Few members achieve the means to leave these gangs after leaving prison. They tattoo their ranks on their bodies or faces, so that even outside prison their status is clear. Some members are so tied into the gang culture that life outside is unthinkable, and they would rather confess to a crime they didn't commit than be free men walking the streets.

The majority of prisoners are from oppressed communities where there is large-scale unemployment, a lack of educational and other facilities, homelessness and gangsterism. As a predominantly awaiting-trial institution, there are few resources at Pollsmoor for prisoner programmes, other than visits by independent religious caregivers and non-governmental organisations. Inmates spend nearly all day in their overcrowded cells, and spend only one hour a day having outdoor exercise in enclosed courtyards. Little exercise occurs during this hour, since gang leaders utilise this time to communicate with prisoners in other cells, exchange drugs, mete out punishment to those in other cells etc. Any inmate who dares to exercise is called to "attention" before a gang leader, and may face punishment. Drugs are commonly smuggled into cells, mainly from returning prisoners and corrupt prison wardens.

===The Prisons Transformation Project===
The Prisons Transformation Project is run by the University of Cape Town Centre for Conflict Resolution was inspired by the above-mentioned BBC documentary, and attempts to raise self-awareness among prisoners in an attempt at rehabilitation. This includes humane treatment that restores dignity, educating them on alternatives to violence in resolving conflict and giving them birds and feral cats to care for.

== Notable inmates ==
===Current inmates===

- Zwelethu Mthethwa is a South African artist convicted of murder in 2017.

===Former inmates===

- Marlene Lehnberg, known as The Scissor Murderess, served her sentence in Pollsmoor but was paroled in 1986.
- Walter Sisulu, political prisoner, senior ANC member and anti-apartheid activist.
- Nelson Mandela, political prisoner, first president of a democratic South Africa, anti-apartheid activist, and ANC member was held in Pollsmoor prior to his release from prison by the apartheid government.
- Ahmed Kathrada, political prisoner, senior ANC member and anti-apartheid activist
- Raymond Mhlaba, political prisoner, senior ANC member and anti-apartheid activist
- Andrew Mlangeni, political prisoner, senior ANC member and anti-apartheid activist
- Jafta Masemola, political prisoner, co-founder and senior PAC member and anti-apartheid activist
- Elias Motsoaledi, political prisoner, senior ANC member and anti-apartheid activist
- Wilton Mkwayi, political prisoner, senior ANC member and anti-apartheid activist
- Oscar Mpetha, political prisoner, senior ANC member, unionist and anti-apartheid activist
- Allan Boesak served his prison term here after he was convicted of fraud in 2000.

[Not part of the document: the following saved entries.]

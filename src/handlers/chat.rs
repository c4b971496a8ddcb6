//! `who`, `tell`, `yell`.

use super::{split_first_word, HandlerCtx};
use crate::{error::ChatError, store::Store};

pub async fn who(ctx: &HandlerCtx, _arg_tail: Option<&str>) -> Result<i32, ChatError> {
    ctx.session.send(format!(" {:<15}{:<15}", "<name>", "<IP:port>"));
    for s in ctx.server.roster.all().await {
        let marker = if s.id == ctx.session.id { '*' } else { ' ' };
        let name = s.name().await;
        // The original calls getsockname (not getpeername) per session, so
        // every row shows that connection's *local* socket address.
        ctx.session.send(format!("{}{:<15}{}", marker, name, s.local_addr));
    }
    let offline = ctx.server.store.set_diff("Chatroom", "Chatroom.online")?;
    for name in offline {
        ctx.session.send(format!("  {}  offline:-1", name));
    }
    Ok(0)
}

pub async fn tell(ctx: &HandlerCtx, arg_tail: Option<&str>) -> Result<i32, ChatError> {
    let (target, msg) = split_first_word(arg_tail);
    let target = match target {
        Some(t) => t,
        None => {
            ctx.session.send("who are you telling?");
            return Ok(0);
        }
    };
    let msg = match msg {
        Some(m) => m,
        None => {
            ctx.session.send("what are you telling?");
            return Ok(0);
        }
    };
    match ctx.server.roster.find_by_name(target).await {
        Some(recipient) => {
            let from = ctx.session.name().await;
            recipient.send(format!("<user:{:<10} told you>: {}", from, msg));
            Ok(0)
        }
        None => {
            ctx.session.send(format!("{} is offline, try again later", target));
            Ok(0)
        }
    }
}

pub async fn yell(ctx: &HandlerCtx, arg_tail: Option<&str>) -> Result<i32, ChatError> {
    let msg = match arg_tail.map(str::trim).filter(|s| !s.is_empty()) {
        Some(m) => m,
        None => {
            ctx.session.send("what are you yelling?");
            return Ok(0);
        }
    };
    let from = ctx.session.name().await;
    let line = format!("<user:{:<10} yelled>: {}", from, msg);
    for s in ctx.server.roster.all().await {
        s.send(line.clone());
    }
    Ok(0)
}
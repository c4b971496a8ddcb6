//! Durable store gateway.
//!
//! Thin adapter exposing the set/list/sorted-set operations the core needs
//! from an external key-value store. Any backend that honours this
//! contract is acceptable; `SledStore` and `MemoryStore` are the two
//! implementations shipped here.

mod memory_store;
mod sled_store;

pub use memory_store::MemoryStore;
pub use sled_store::SledStore;

use anyhow::Result;

/// The owner of a group holds score `0`; every other member holds `10`.
pub const OWNER_SCORE: i64 = 0;
pub const MEMBER_SCORE: i64 = 10;

/// The set/list/sorted-set contract the core needs from a durable store.
/// All operations are assumed to succeed; failure propagates as an error
/// on the triggering command.
pub trait Store: Send + Sync {
    /// Idempotent add; returns `true` if newly added, `false` if already present.
    fn set_add(&self, key: &str, member: &str) -> Result<bool>;
    fn set_is_member(&self, key: &str, member: &str) -> Result<bool>;
    fn set_members(&self, key: &str) -> Result<Vec<String>>;
    /// Members in `a` but not in `b`.
    fn set_diff(&self, a: &str, b: &str) -> Result<Vec<String>>;
    /// Removes; returns `true` if the member was present.
    fn set_remove(&self, key: &str, member: &str) -> Result<bool>;

    fn string_get(&self, key: &str) -> Result<Option<String>>;
    fn string_set(&self, key: &str, value: &str) -> Result<()>;

    /// Removes keys from every entity kind (no-op for keys that don't exist).
    fn key_delete(&self, keys: &[&str]) -> Result<()>;

    fn list_push_right(&self, key: &str, elems: &[&str]) -> Result<()>;
    /// `-1` as `stop` means "to the end".
    fn list_range(&self, key: &str, start: i64, stop: i64) -> Result<Vec<String>>;
    fn list_set(&self, key: &str, index: i64, value: &str) -> Result<()>;
    /// Removes up to `count` occurrences of `value` (`0` means "all"); returns the count removed.
    fn list_remove(&self, key: &str, count: i64, value: &str) -> Result<i64>;

    /// Inserts or updates the member's score; returns `true` if this was an insert.
    fn zset_add(&self, key: &str, score: i64, member: &str) -> Result<bool>;
    /// Members ordered ascending by score, `start..=stop` by rank (`-1` = last).
    fn zset_range(&self, key: &str, start: i64, stop: i64) -> Result<Vec<String>>;
    fn zset_rank(&self, key: &str, member: &str) -> Result<Option<i64>>;
    /// Removes; returns `true` if the member was present.
    fn zset_remove(&self, key: &str, member: &str) -> Result<bool>;
}

/// Resolve a `start..=stop` slice over `len` items using the list/zset
/// range convention where `-1` denotes the last index.
pub(crate) fn resolve_range(len: usize, start: i64, stop: i64) -> (usize, usize) {
    if len == 0 {
        return (0, 0);
    }
    let len_i = len as i64;
    let norm = |i: i64| -> i64 {
        if i < 0 {
            (len_i + i).max(0)
        } else {
            i
        }
    };
    let s = norm(start).min(len_i - 1).max(0) as usize;
    let e = norm(stop).min(len_i - 1).max(0) as usize;
    if s > e {
        (0, 0)
    } else {
        (s, e + 1)
    }
}

#[cfg(test)]
mod tests {
    use super::*;

    #[test]
    fn resolve_range_to_end() {
        assert_eq!(resolve_range(5, 0, -1), (0, 5));
        assert_eq!(resolve_range(5, 2, -1), (2, 5));
        assert_eq!(resolve_range(0, 0, -1), (0, 0));
        assert_eq!(resolve_range(5, 3, 1), (0, 0));
    }
}
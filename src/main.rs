use anyhow::{Context, Result};
use chatd::{Config, Server, ServerContext};
use log::info;
use std::sync::Arc;

fn main() -> Result<()> {
    let config = Config::default();
    env_logger::Builder::new()
        .filter_level(config.log_level())
        .init();

    let listen_addr = *config.listen_addr();
    let context = Arc::new(ServerContext::bootstrap(&config).context("failed to start chatd")?);
    info!("command registry loaded, starting server on {}", listen_addr);

    let runtime = tokio::runtime::Runtime::new().context("failed to start tokio runtime")?;
    runtime.block_on(async move {
        let server = Server::new(context, listen_addr);
        server.run().await
    })?;

    Ok(())
}
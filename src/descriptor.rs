//! Descriptor registry.
//!
//! Tracks every open descriptor pair owned by the process (stdin/out,
//! pipe ends, listening socket, per-client socket) with a tag identifying
//! its kind. Used by the pipeline executor to account for every pipe it
//! opens so none are ever leaked past a line's execution, and by the
//! server to report on its listening/client socket counts. Descriptors
//! are tracked with stable integer identity rather than pointer identity.

use log::trace;
use nix::unistd;
use std::{
    collections::HashMap,
    os::unix::io::RawFd,
    sync::{
        atomic::{AtomicU64, Ordering},
        Mutex,
    },
};

#[derive(Debug, Clone, Copy, PartialEq, Eq, Hash)]
pub enum DescriptorKind {
    Pipe,
    ListenSocket,
    ClientSocket,
    ReadFifo,
    WriteFifo,
}

#[derive(Debug, Clone, Copy)]
pub struct DescriptorEntry {
    pub id: u64,
    pub read_fd: Option<RawFd>,
    pub write_fd: Option<RawFd>,
    pub kind: DescriptorKind,
}

/// A bitmask of `DescriptorKind`s, used by `close_all`.
#[derive(Debug, Clone, Copy, Default)]
pub struct KindMask(u8);

impl KindMask {
    pub fn of(kinds: &[DescriptorKind]) -> Self {
        let mut mask = 0u8;
        for k in kinds {
            mask |= 1 << (*k as u8);
        }
        KindMask(mask)
    }

    pub fn contains(&self, kind: DescriptorKind) -> bool {
        self.0 & (1 << (kind as u8)) != 0
    }
}

/// A mask covering every pipe/fifo kind, suitable for closing every pipe
/// owned by the process while preserving listen/client sockets.
pub fn pipes_and_fifos() -> KindMask {
    KindMask::of(&[
        DescriptorKind::Pipe,
        DescriptorKind::ReadFifo,
        DescriptorKind::WriteFifo,
    ])
}

#[derive(Default)]
pub struct DescriptorRegistry {
    next_id: AtomicU64,
    entries: Mutex<HashMap<u64, DescriptorEntry>>,
}

impl DescriptorRegistry {
    pub fn new() -> Self {
        Self::default()
    }

    pub fn track(
        &self,
        read_fd: Option<RawFd>,
        write_fd: Option<RawFd>,
        kind: DescriptorKind,
    ) -> DescriptorEntry {
        let id = self.next_id.fetch_add(1, Ordering::SeqCst);
        let entry = DescriptorEntry {
            id,
            read_fd,
            write_fd,
            kind,
        };
        self.entries.lock().unwrap().insert(id, entry);
        trace!("tracked descriptor {:?}", entry);
        entry
    }

    /// Closes both fds of `entry` and unlinks it from the registry.
    pub fn close_one(&self, entry: DescriptorEntry) {
        let mut entries = self.entries.lock().unwrap();
        if entries.remove(&entry.id).is_none() {
            return;
        }
        drop(entries);
        close_fd(entry.read_fd);
        if entry.write_fd != entry.read_fd {
            close_fd(entry.write_fd);
        }
        trace!("closed descriptor {}", entry.id);
    }

    /// Closes and unlinks every entry whose kind is set in `mask`.
    pub fn close_all(&self, mask: KindMask) {
        let matching: Vec<DescriptorEntry> = {
            let entries = self.entries.lock().unwrap();
            entries
                .values()
                .filter(|e| mask.contains(e.kind))
                .copied()
                .collect()
        };
        for entry in matching {
            self.close_one(entry);
        }
    }

    /// Returns any entry of the given kind (used by the server to find
    /// its listen socket).
    pub fn get(&self, kind: DescriptorKind) -> Option<DescriptorEntry> {
        self.entries
            .lock()
            .unwrap()
            .values()
            .find(|e| e.kind == kind)
            .copied()
    }

    pub fn len(&self) -> usize {
        self.entries.lock().unwrap().len()
    }

    pub fn is_empty(&self) -> bool {
        self.len() == 0
    }
}

fn close_fd(fd: Option<RawFd>) {
    if let Some(fd) = fd {
        let _ = unistd::close(fd);
    }
}

#[cfg(test)]
mod tests {
    use super::*;

    #[test]
    fn track_and_close_one() {
        let reg = DescriptorRegistry::new();
        let (r, w) = unistd::pipe().unwrap();
        let entry = reg.track(Some(r), Some(w), DescriptorKind::Pipe);
        assert_eq!(reg.len(), 1);
        reg.close_one(entry);
        assert!(reg.is_empty());
    }

    #[test]
    fn close_all_respects_mask() {
        let reg = DescriptorRegistry::new();
        let (r, w) = unistd::pipe().unwrap();
        reg.track(Some(r), Some(w), DescriptorKind::Pipe);
        reg.track(None, None, DescriptorKind::ClientSocket);

        reg.close_all(pipes_and_fifos());

        assert_eq!(reg.len(), 1);
        assert!(reg.get(DescriptorKind::ClientSocket).is_some());
    }

    #[test]
    fn get_returns_matching_kind() {
        let reg = DescriptorRegistry::new();
        reg.track(None, None, DescriptorKind::ListenSocket);
        assert!(reg.get(DescriptorKind::ListenSocket).is_some());
        assert!(reg.get(DescriptorKind::ClientSocket).is_none());
    }
}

==Pollsmoor in the media==
===BBC documentary===
In 2001 Pollsmoor prison was the subject of Clifford Bestall's BBC documentary, where they focussed on two soon-to-be-released prisoners, Erefan Jacobs and Mogamat Benjamin (then leader of the "28" gang), and followed their adapting into civilian life again after their release.

===Mikhael Subotzky photographs inside Pollsmoor===
On 27 April 2005 (Freedom Day in South Africa) photographer Mikhael Subotzky exhibited his panoramic photographs of the inside of the prison at Pollsmoor. It was titled "'Die Vier Hoeke'" (The Four Corners) where the exhibition space echoed that which was being exhibited. Subotzky also commented on the meaning of this as well, where the viewers were part of the bureaucracy of getting into and eventually being locked into the maximum security prison.

This trend (of having art events inside prisons) was continued in November 2005 when a play was staged at another South African prison. When Herman Charles Bosman's Cold Stone Jug was staged at Zonderwater Prison in Cullinan, outside Pretoria, it was hailed as a world first. Never before had an audience gone to view a play, put on and acted in by prisoners, in a maximum security prison.

===Ross Kemp===
In the series Ross Kemp on Gangs, Pollsmoor Prison was featured.

===Long Walk to Freedom===
In the film Long Walk to Freedom Nelson Mandela is transferred from Robben Island to Pollsmoor Prison after serving 18 years on the island.